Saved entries
⁂

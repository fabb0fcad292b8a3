crate::bit_states! {
    /// The logical states of a single Bluetooth LE device.
    ///
    /// A device is usually in several states at once; for example a connected device is also `Discovered` and
    /// possibly `Bonded` and `Initialized`. The framework tracks them together as a [`StateMask`][crate::StateMask].
    ///
    /// The declaration order defines the bits, so new states must only ever be appended.
    pub enum DeviceState {
        /// Placeholder used instead of an absent state.
        Null,
        /// The device has not been seen by a scan, or has timed out since it was last seen.
        Undiscovered,
        /// The device is trying to reconnect over a long period after it was lost.
        ReconnectingLongTerm,
        /// The device has been seen advertising at least once.
        Discovered,
        /// The device is currently advertising.
        Advertising,
        /// The device is not connected.
        Disconnected,
        /// Umbrella state covering every step from [`Connecting`][DeviceState::Connecting] to
        /// [`Initialized`][DeviceState::Initialized].
        ConnectingOverall,
        /// A connection attempt is in progress.
        Connecting,
        /// The device has a link-layer connection.
        Connected,
        /// Bonding with the device is in progress.
        Bonding,
        /// The device is bonded.
        Bonded,
        /// The device is not bonded.
        Unbonded,
        /// GATT service discovery is in progress.
        DiscoveringServices,
        /// GATT services have been discovered.
        ServicesDiscovered,
        /// Application-level authentication is in progress.
        Authenticating,
        /// Application-level authentication finished.
        Authenticated,
        /// Application-level initialization is in progress.
        Initializing,
        /// The device is fully ready for use.
        Initialized,
        /// The device is trying to reconnect shortly after an unexpected disconnect.
        ReconnectingShortTerm,
        /// A firmware update is being transferred to the device.
        PerformingOta,
    }
}

impl DeviceState {
    /// The states that together make up an established, usable connection.
    pub const CONNECTED_STATES: &'static [DeviceState] = &[
        DeviceState::Connected,
        DeviceState::ServicesDiscovered,
        DeviceState::Authenticated,
        DeviceState::Initialized,
    ];

    /// Returns `true` for the states the framework enters on its own while trying to restore a lost connection.
    pub fn is_reconnecting(self) -> bool {
        matches!(
            self,
            DeviceState::ReconnectingShortTerm | DeviceState::ReconnectingLongTerm
        )
    }
}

⁂

Determine how many lines in the entries above contain the word "Authenticated", and respond with the number alone.

▶ [Written answer] 2